Before getting too deep in, I should mention I’ve now played around with a third port, thus looking through the puzzles I’m stuck on again in a fresh context.

This is the DOS Hercules version. (An early high-res graphics card that came out the same time as CGA, but black and white only.) I’ve always been a fan of black and white and some of the colors in this game have been quite odd, so I thought it’d be worth a try. This is again from the Jewels of Darkness version, so that means I have running:

the 1982 BBC original, from tape
the 1986 Atari 8-bit version, from the Jewels of Darkness compilation
the 1986 DOS version using Hercules display, from the Jewels of Darkness compilation

The Atari version has had shortened text; this is not an issue with the DOS version, which had more space and so is uncut. It essentially is identical in text to the original (still haven’t found any Tolkien references besides the one in the manual, I think it’s only the second game that made them part of the plot) but includes the slight parser improvements (GET works instead of just TAKE, and you can also GET ALL). There’s also the practical circumstance of being able to see more text in the lower window compared to Atari.

The screen above represents one of my discoveries. The valuable dragon-slayer sword, remember, is seeking a dragon to kill, and will not be happy if you try to drop it (it will drop anyway if you eat the shrinking-mushroom). You can still give it to the troll and it counts. This almost feels like a bug, and it isn’t really necessary — whatever treasure you hand over lands in the troll’s room which you need to get into anyway.

I also managed to figure that part out, and this might be one of the toughest puzzles in the game. It required a jump of faith in terms of parser control. The text explicitly says the troll “sees you” so it made me wonder if I can turn invisible somehow. There’s another room just a little to the north where “you keep bumping into objects you can’t see” which is suggestive of a hidden item or group of items.

I typed something like that out in an early draft of this post (really!) and added, as a parenthetical afterthought, (like mushrooms?)

Huh, that isn’t actually a bad idea…

…oho! This is sufficient to sneak in to the troll and re-take your treasure, as well as some “rare spices” that count as a treasure and a red collar.

The pink mushrooms “taste fantastic” but don’t otherwise seem to have an effect. Also, I’m suspicious about the red collar being there, given how I already figured out the mechanism in such a way it doesn’t seem useful to have. I have got red, orange, yellow, and blue; technically speaking blue should be all I need since it gives access to all the other types, and surely this would be one of the later puzzles someone solves. So maybe collecting all the collars is important.

Also, here’s the black and white version of the same room so you can compare.

Staying in the mushroom area, I also managed to figure out the ants. This was the puzzle where I had a shrinking mushroom which enabled me to pass an ant nest, and then on the other side of the ant nest there was a growing mushroom. Shrinking is useful in unlocking one area, but growing again was causing me to get stuck at the other side of the ants.

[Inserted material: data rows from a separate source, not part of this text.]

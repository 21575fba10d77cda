//! Allow-list checks for files entering the pending attachment set
//!
//! Each input surface has its own allow-list. Only the declared content type is
//! consulted; the file contents are never sniffed.
use serde::{Deserialize, Serialize};
use strum_macros::{Display, EnumIter};
use thiserror::Error;

/// Where a batch of files came from
#[derive(Debug, Clone, Copy, PartialEq, Eq, Serialize, Deserialize, Display, EnumIter)]
#[serde(rename_all = "lowercase")]
#[strum(serialize_all = "lowercase")]
pub enum AttachmentSource {
    /// Pasted into the message input
    Paste,
    /// Dragged and dropped onto the conversation
    Drop,
    /// Picked through the upload button's file dialog
    Dialog,
}

impl AttachmentSource {
    /// Content type prefixes accepted from this source
    ///
    /// Paste also admits `pdf/`, which no real PDF carries (they are
    /// `application/pdf`). Kept as is until the intended rule is settled.
    pub fn allowed_prefixes(&self) -> &'static [&'static str] {
        match self {
            AttachmentSource::Paste => &["image/", "text/", "pdf/"],
            AttachmentSource::Drop | AttachmentSource::Dialog => &["image/", "text/"],
        }
    }

    /// The message shown when a batch from this source is rejected
    pub fn rejection_message(&self) -> &'static str {
        match self {
            AttachmentSource::Paste => "Please only submit text, image, or a pdf",
            AttachmentSource::Drop => "Only image and text files are allowed!",
            AttachmentSource::Dialog => "Only image and text files are allowed",
        }
    }
}

#[derive(Error, Debug, Clone, PartialEq, Eq)]
pub enum AttachmentError {
    #[error("{message}")]
    Rejected {
        origin: AttachmentSource,
        content_types: Vec<String>,
        message: &'static str,
    },
}

pub fn is_allowed(content_type: &str, source: AttachmentSource) -> bool {
    source
        .allowed_prefixes()
        .iter()
        .any(|prefix| content_type.starts_with(prefix))
}

/// Validate a whole batch of declared content types; one bad file rejects them all
pub fn validate<'a, I>(content_types: I, source: AttachmentSource) -> Result<(), AttachmentError>
where
    I: IntoIterator<Item = &'a str>,
{
    let rejected: Vec<String> = content_types
        .into_iter()
        .filter(|content_type| !is_allowed(content_type, source))
        .map(String::from)
        .collect();

    if rejected.is_empty() {
        Ok(())
    } else {
        Err(AttachmentError::Rejected {
            origin: source,
            content_types: rejected,
            message: source.rejection_message(),
        })
    }
}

The resolution remind me of my discussion of Starcross, and how someone who is used to science fiction might have an easier time than someone who prefers fantasy, because the rules of Starcross follow (to an extent) real physics whereas fantasy can have arbitrary rules. The rule I missed was eating the mushroom a second time grows the protagonist even bigger. It’s not an unfair puzzle by any means, but it requires a willingness to experiment with “fantasy physics” that is less predictable than Starcross was.

With the second growth spurt, you are now large enough to simply squish the giant ants by walking into the room. Then you can shrink back down with the original mushroom to normal size (unfortunately you’re too giant to leave and cause carnage elsewhere).

(All remaining shots are in color. Welcome back to Oz.)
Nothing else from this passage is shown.